** PROVIDED MATERIAL follows **
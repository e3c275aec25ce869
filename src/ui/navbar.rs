// SPDX-License-Identifier: MPL-2.0
//! Header navigation with the services dropdown.
//!
//! While the dropdown is open it owns a [`FocusTrap`] that releases at its
//! edges: ArrowUp/ArrowDown cycle through the services, Tab past either end
//! closes the menu and lets focus continue along the page, and Escape closes
//! it and puts focus back on the toggle.
//!
//! Narrow windows get a [`HeaderLayout::Compact`] header: a single menu
//! button that asks the app to open the mobile navigation overlay.

use crate::content::Catalog;
use crate::domain::focus::{EdgeBehavior, FocusTrap, TabOutcome};
use crate::domain::navigation::Direction;
use crate::i18n::fluent::I18n;
use crate::ui::design_tokens::{sizing, spacing, typography};
use crate::ui::focus::{KeyInput, PageTarget};
use crate::ui::styles;
use iced::{
    alignment::Vertical,
    widget::{button, Column, Container, Row, Text},
    Element, Length,
};

/// How the header presents the navigation links.
#[derive(Debug, Clone, Copy, PartialEq, Eq, Default)]
pub enum HeaderLayout {
    /// Links, including the services toggle, laid out inline.
    #[default]
    Full,
    /// A menu button standing in for every link.
    Compact,
}

impl HeaderLayout {
    /// Layout for a window `width` logical pixels wide.
    #[must_use]
    pub fn for_width(width: f32) -> Self {
        if width < sizing::COMPACT_BREAKPOINT {
            Self::Compact
        } else {
            Self::Full
        }
    }
}

/// Contextual data needed to render the navbar.
pub struct ViewContext<'a> {
    pub i18n: &'a I18n,
    pub catalog: &'a Catalog,
    pub state: &'a State,
    pub layout: HeaderLayout,
    /// Page-level focus, used when the dropdown is closed.
    pub focused: Option<PageTarget>,
}

/// Messages emitted by the navbar.
#[derive(Debug, Clone, Copy, PartialEq, Eq)]
pub enum Message {
    LinkPressed(usize),
    ToggleServices,
    ServicePressed(usize),
    MenuButtonPressed,
    Key(KeyInput),
    ClickedOutside,
}

/// Where page focus goes once the dropdown closes.
#[derive(Debug, Clone, Copy, PartialEq, Eq)]
pub enum FocusAfterClose {
    /// Back to the captured control (the toggle).
    Restore(PageTarget),
    /// Tab left the menu: move on from `from` in `direction`.
    Continue {
        from: PageTarget,
        direction: Direction,
    },
    /// Leave focus where the pointer put it.
    Released,
}

/// Events propagated to the parent application.
#[derive(Debug, Clone, PartialEq, Eq)]
pub enum Event {
    None,
    MenuOpened,
    MenuClosed(FocusAfterClose),
    /// A link was chosen. `menu_closed` is set when the services menu
    /// closed on the way.
    LinkActivated {
        href: String,
        menu_closed: Option<FocusAfterClose>,
    },
    MobileNavRequested,
}

#[derive(Debug, Default)]
pub struct State {
    dropdown: Option<FocusTrap<usize, PageTarget>>,
}

impl State {
    #[must_use]
    pub fn is_menu_open(&self) -> bool {
        self.dropdown.is_some()
    }

    /// Index of the focused service while the menu is open.
    #[must_use]
    pub fn focused_service(&self) -> Option<usize> {
        self.dropdown.as_ref().and_then(FocusTrap::focused)
    }

    /// Closes the menu without touching focus, e.g. when another overlay opens.
    pub fn dismiss(&mut self) -> Event {
        self.close(|_| FocusAfterClose::Released)
    }

    fn open(&mut self, service_count: usize) -> Event {
        let mut trap = FocusTrap::engage(
            Some(PageTarget::ServicesToggle),
            (0..service_count).collect(),
            EdgeBehavior::Release,
        );
        // Focus lands on the first service, as with a native menu.
        let _ = trap.cycle(Direction::Next);
        self.dropdown = Some(trap);
        Event::MenuOpened
    }

    fn close(&mut self, focus: impl FnOnce(Option<PageTarget>) -> FocusAfterClose) -> Event {
        self.close_menu(focus).map_or(Event::None, Event::MenuClosed)
    }

    fn close_menu(
        &mut self,
        focus: impl FnOnce(Option<PageTarget>) -> FocusAfterClose,
    ) -> Option<FocusAfterClose> {
        self.dropdown.take().map(|trap| focus(trap.release()))
    }
}

/// Process a navbar message and return the corresponding event.
pub fn update(state: &mut State, message: Message, catalog: &Catalog) -> Event {
    match message {
        Message::LinkPressed(index) => match catalog.nav_links().get(index) {
            Some(link) => Event::LinkActivated {
                href: link.href.clone(),
                menu_closed: state.close_menu(|_| FocusAfterClose::Released),
            },
            None => Event::None,
        },
        Message::ToggleServices => {
            if state.is_menu_open() {
                state.close(restore_or_release)
            } else {
                state.open(catalog.services().len())
            }
        }
        Message::ServicePressed(index) => {
            activate_service(state, index, catalog, |_| FocusAfterClose::Released)
        }
        Message::MenuButtonPressed => Event::MobileNavRequested,
        Message::ClickedOutside => state.dismiss(),
        Message::Key(key) => handle_key(state, key, catalog),
    }
}

fn handle_key(state: &mut State, key: KeyInput, catalog: &Catalog) -> Event {
    let Some(trap) = state.dropdown.as_mut() else {
        return Event::None;
    };

    match key {
        KeyInput::ArrowDown => {
            let _ = trap.cycle(Direction::Next);
            Event::None
        }
        KeyInput::ArrowUp => {
            let _ = trap.cycle(Direction::Previous);
            Event::None
        }
        KeyInput::Tab { shift } => match trap.handle_tab(shift) {
            TabOutcome::Released => {
                let direction = if shift {
                    Direction::Previous
                } else {
                    Direction::Next
                };
                state.close(|restore| match restore {
                    Some(from) => FocusAfterClose::Continue { from, direction },
                    None => FocusAfterClose::Released,
                })
            }
            TabOutcome::Moved(_) | TabOutcome::Unchanged => Event::None,
        },
        KeyInput::Escape => state.close(restore_or_release),
        KeyInput::Activate => match trap.focused() {
            Some(index) => activate_service(state, index, catalog, restore_or_release),
            None => Event::None,
        },
        KeyInput::ArrowLeft | KeyInput::ArrowRight => Event::None,
    }
}

fn restore_or_release(restore: Option<PageTarget>) -> FocusAfterClose {
    restore.map_or(FocusAfterClose::Released, FocusAfterClose::Restore)
}

fn activate_service(
    state: &mut State,
    index: usize,
    catalog: &Catalog,
    focus: impl FnOnce(Option<PageTarget>) -> FocusAfterClose,
) -> Event {
    let Some(service) = catalog.services().get(index) else {
        return Event::None;
    };
    Event::LinkActivated {
        href: service.href.clone(),
        menu_closed: state.close_menu(focus),
    }
}

/// Render the navigation bar.
pub fn view<'a>(ctx: ViewContext<'a>) -> Element<'a, Message> {
    if ctx.layout == HeaderLayout::Compact {
        let menu_button = button(Text::new("☰").size(typography::TITLE_MD))
            .on_press(Message::MenuButtonPressed)
            .padding([spacing::XS, spacing::SM])
            .style(styles::button::link(
                ctx.focused == Some(PageTarget::MenuButton),
            ));
        return Container::new(
            Row::new()
                .spacing(spacing::SM)
                .align_y(Vertical::Center)
                .push(menu_button)
                .push(Text::new(ctx.i18n.tr("nav-open-menu")).size(typography::BODY)),
        )
        .padding(spacing::SM)
        .width(Length::Fill)
        .into();
    }

    let links = ctx.catalog.nav_links().iter().enumerate().fold(
        Row::new().spacing(spacing::XS).align_y(Vertical::Center),
        |row, (index, link)| {
            let item = if link.has_services {
                let indicator = if ctx.state.is_menu_open() { "▴" } else { "▾" };
                button(Text::new(format!("{} {indicator}", link.name)).size(typography::BODY))
                    .on_press(Message::ToggleServices)
                    .style(styles::button::link(
                        ctx.focused == Some(PageTarget::ServicesToggle),
                    ))
            } else {
                button(Text::new(link.name.as_str()).size(typography::BODY))
                    .on_press(Message::LinkPressed(index))
                    .style(styles::button::link(
                        ctx.focused == Some(PageTarget::NavLink(index)),
                    ))
            };
            row.push(item.padding([spacing::XS, spacing::SM]))
        },
    );

    let mut content = Column::new().width(Length::Fill).push(
        Container::new(links)
            .padding(spacing::SM)
            .width(Length::Fill),
    );

    if ctx.state.is_menu_open() {
        content = content.push(build_dropdown(&ctx));
    }

    content.into()
}

fn build_dropdown<'a>(ctx: &ViewContext<'a>) -> Element<'a, Message> {
    let focused = ctx.state.focused_service();
    let items = ctx.catalog.services().iter().enumerate().fold(
        Column::new().spacing(spacing::XXS),
        |column, (index, service)| {
            column.push(
                button(Text::new(service.name.as_str()).size(typography::BODY))
                    .on_press(Message::ServicePressed(index))
                    .padding([spacing::XS, spacing::SM])
                    .width(Length::Fill)
                    .style(styles::button::link(focused == Some(index))),
            )
        },
    );

    Container::new(
        Column::new()
            .spacing(spacing::XS)
            .push(Text::new(ctx.i18n.tr("nav-services-menu")).size(typography::CAPTION))
            .push(items),
    )
    .padding(spacing::XS)
    .width(Length::Fixed(sizing::DROPDOWN_WIDTH))
    .style(styles::container::dropdown)
    .into()
}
** End of PROVIDED MATERIAL **
In the listing above, show every line with the word "MenuClosed".

TASK RESPONSE:
    MenuClosed(FocusAfterClose),
        self.close_menu(focus).map_or(Event::None, Event::MenuClosed)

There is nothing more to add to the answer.